▶ _YOUR GOAL_
Check every line of the entries for "boundary", and copy the lines that hold it.

▶ _GIVEN DATA_

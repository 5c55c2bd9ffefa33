//! # media-dl
//!
//! Backend library for web-triggered media download applications.
//!
//! ## Design Philosophy
//!
//! media-dl is designed to be:
//! - **Job-oriented** - Every download request becomes an independent async job
//! - **Event-driven** - Consumers subscribe to progress events, no polling required
//! - **Library-first** - No CLI or UI, purely a Rust crate for embedding
//! - **Engine-agnostic** - Media extraction is a pluggable trait boundary
//!
//! ## Quick Start
//!
//! ```no_run
//! use media_dl::{Config, FormatOption, MediaDownloader};
//!
//! #[tokio::main]
//! async fn main() -> Result<(), Box<dyn std::error::Error>> {
//!     let downloader = MediaDownloader::new(Config::default()).await?;
//!
//!     // Subscribe to events
//!     let mut events = downloader.subscribe();
//!     tokio::spawn(async move {
//!         while let Ok(event) = events.recv().await {
//!             println!("Event: {:?}", event);
//!         }
//!     });
//!
//!     // Reclaim expired artifacts in the background
//!     downloader.start_sweeper();
//!
//!     let job_id = downloader.start_job(
//!         "https://media.example.com/watch?v=abc123",
//!         FormatOption::Video,
//!         "720",
//!     )?;
//!     println!("Started job {job_id}");
//!
//!     Ok(())
//! }
//! ```

#![warn(missing_docs)]
#![warn(clippy::all)]
#![warn(clippy::unwrap_used)]
#![warn(clippy::expect_used)]

/// REST API module
pub mod api;
/// Configuration types
pub mod config;
/// Core downloader implementation (decomposed into focused submodules)
pub mod downloader;
/// Error types
pub mod error;
/// Media extraction engine boundary
pub mod extractor;
/// Progress normalization and broadcasting
pub mod progress;
/// In-memory job registry
pub mod registry;
/// Core types and events
pub mod types;

// Re-export commonly used types
pub use config::Config;
pub use downloader::MediaDownloader;
pub use error::{ApiError, Error, ErrorDetail, Result, ToHttpStatus};
pub use extractor::{
    CliExtractor, ExtractionRequest, Extractor, FormatSelection, RawProgress, StreamVariant,
};
pub use progress::ProgressPublisher;
pub use registry::JobRegistry;
pub use types::{Event, FormatOption, JobId, Progress};

/// Helper function to run the downloader with graceful signal handling.
///
/// Waits for a termination signal and then calls the downloader's `shutdown()`
/// method, which stops the retention sweeper and notifies event subscribers.
///
/// - **Unix:** listens for SIGTERM and SIGINT, falling back to `ctrl_c()` if
///   signal registration fails.
/// - **Windows/other:** listens for Ctrl+C via `tokio::signal::ctrl_c()`.
///
/// # Example
///
/// ```no_run
/// use media_dl::{Config, MediaDownloader, run_with_shutdown};
///
/// #[tokio::main]
/// async fn main() -> Result<(), Box<dyn std::error::Error>> {
///     let downloader = MediaDownloader::new(Config::default()).await?;
///     downloader.start_sweeper();
///
///     // Run with automatic signal handling
///     run_with_shutdown(downloader).await?;
///
///     Ok(())
/// }
/// ```
pub async fn run_with_shutdown(downloader: MediaDownloader) -> Result<()> {
    wait_for_signal().await;
    downloader.shutdown()
}

#[cfg(unix)]
async fn wait_for_signal() {
    use tokio::signal::unix::{SignalKind, signal};

    // Signal registration may fail in restricted environments (containers, tests)
    match (signal(SignalKind::terminate()), signal(SignalKind::interrupt())) {
        (Ok(mut sigterm), Ok(mut sigint)) => {
            tokio::select! {
                _ = sigterm.recv() => {
                    tracing::info!("Received SIGTERM signal");
                }
                _ = sigint.recv() => {
                    tracing::info!("Received SIGINT signal (Ctrl+C)");
                }
            }
        }
        (Ok(mut sigterm), Err(e)) => {
            tracing::warn!(error = %e, "Could not register SIGINT handler, waiting for SIGTERM only");
            sigterm.recv().await;
            tracing::info!("Received SIGTERM signal");
        }
        (Err(e), Ok(mut sigint)) => {
            tracing::warn!(error = %e, "Could not register SIGTERM handler, waiting for SIGINT only");
            sigint.recv().await;
            tracing::info!("Received SIGINT signal (Ctrl+C)");
        }
        (Err(_), Err(_)) => {
            tracing::error!("Could not register any signal handlers, using ctrl_c fallback");
            tokio::signal::ctrl_c().await.ok();
        }
    }
}

#[cfg(not(unix))]
async fn wait_for_signal() {
    match tokio::signal::ctrl_c().await {
        Ok(()) => {
            tracing::info!("Received Ctrl+C signal");
        }
        Err(e) => {
            tracing::error!(error = %e, "Failed to listen for Ctrl+C signal");
        }
    }
}
//! Parsing of extraction engine output
//!
//! The CLI engine is invoked with a machine-readable progress template and a
//! JSON metadata mode; this module turns both kinds of output into typed
//! values. Pure functions, no I/O.

use super::traits::{RawProgress, StreamVariant};
use crate::error::{Error, Result};

/// Marker the progress template prepends to every progress line, so they can
/// be told apart from the engine's other stdout output.
pub(crate) const PROGRESS_MARKER: &str = "media-dl:";

/// Parse one stdout line as a progress event.
///
/// Expected shape: `media-dl:<downloaded>:<total>:<total_estimate>` where
/// absent fields are the literal `NA`. Byte counts may be reported as floats.
/// Returns `None` for any line that is not a progress line.
pub(crate) fn parse_progress_line(line: &str) -> Option<RawProgress> {
    let rest = line.trim().strip_prefix(PROGRESS_MARKER)?;
    let mut fields = rest.split(':');

    let downloaded_bytes = parse_byte_field(fields.next()?)?;
    let total = fields.next().and_then(parse_byte_field);
    let estimate = fields.next().and_then(parse_byte_field);

    Some(RawProgress::Downloading {
        downloaded_bytes,
        // The exact total wins over the engine's estimate
        total_bytes: total.or(estimate),
    })
}

fn parse_byte_field(field: &str) -> Option<u64> {
    let field = field.trim();
    if field.is_empty() || field == "NA" || field == "null" {
        return None;
    }
    field.parse::<f64>().ok().map(|bytes| bytes.max(0.0) as u64)
}

/// Parse the engine's JSON metadata output into stream variants.
///
/// Variants without a `formats` array (e.g. single-format pages) yield an
/// empty list rather than an error.
pub(crate) fn parse_probe_output(stdout: &[u8]) -> Result<Vec<StreamVariant>> {
    let metadata: serde_json::Value = serde_json::from_slice(stdout)
        .map_err(|e| Error::Discovery(format!("engine metadata is not valid JSON: {e}")))?;

    let Some(formats) = metadata.get("formats").and_then(|f| f.as_array()) else {
        return Ok(Vec::new());
    };

    Ok(formats
        .iter()
        .map(|format| StreamVariant {
            format_id: format
                .get("format_id")
                .and_then(|v| v.as_str())
                .unwrap_or_default()
                .to_string(),
            height: format
                .get("height")
                .and_then(|v| v.as_u64())
                .map(|h| h as u32),
            ext: format
                .get("ext")
                .and_then(|v| v.as_str())
                .map(str::to_string),
        })
        .collect())
}

/// Last portion of the engine's stderr, for error messages.
pub(crate) fn stderr_tail(stderr: &str) -> String {
    let trimmed = stderr.trim();
    trimmed
        .lines()
        .rev()
        .find(|line| !line.trim().is_empty())
        .unwrap_or("no error output")
        .to_string()
}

▶ _ANSWER SECTION_
//! - **Engine-agnostic** - Media extraction is a pluggable trait boundary
/// Media extraction engine boundary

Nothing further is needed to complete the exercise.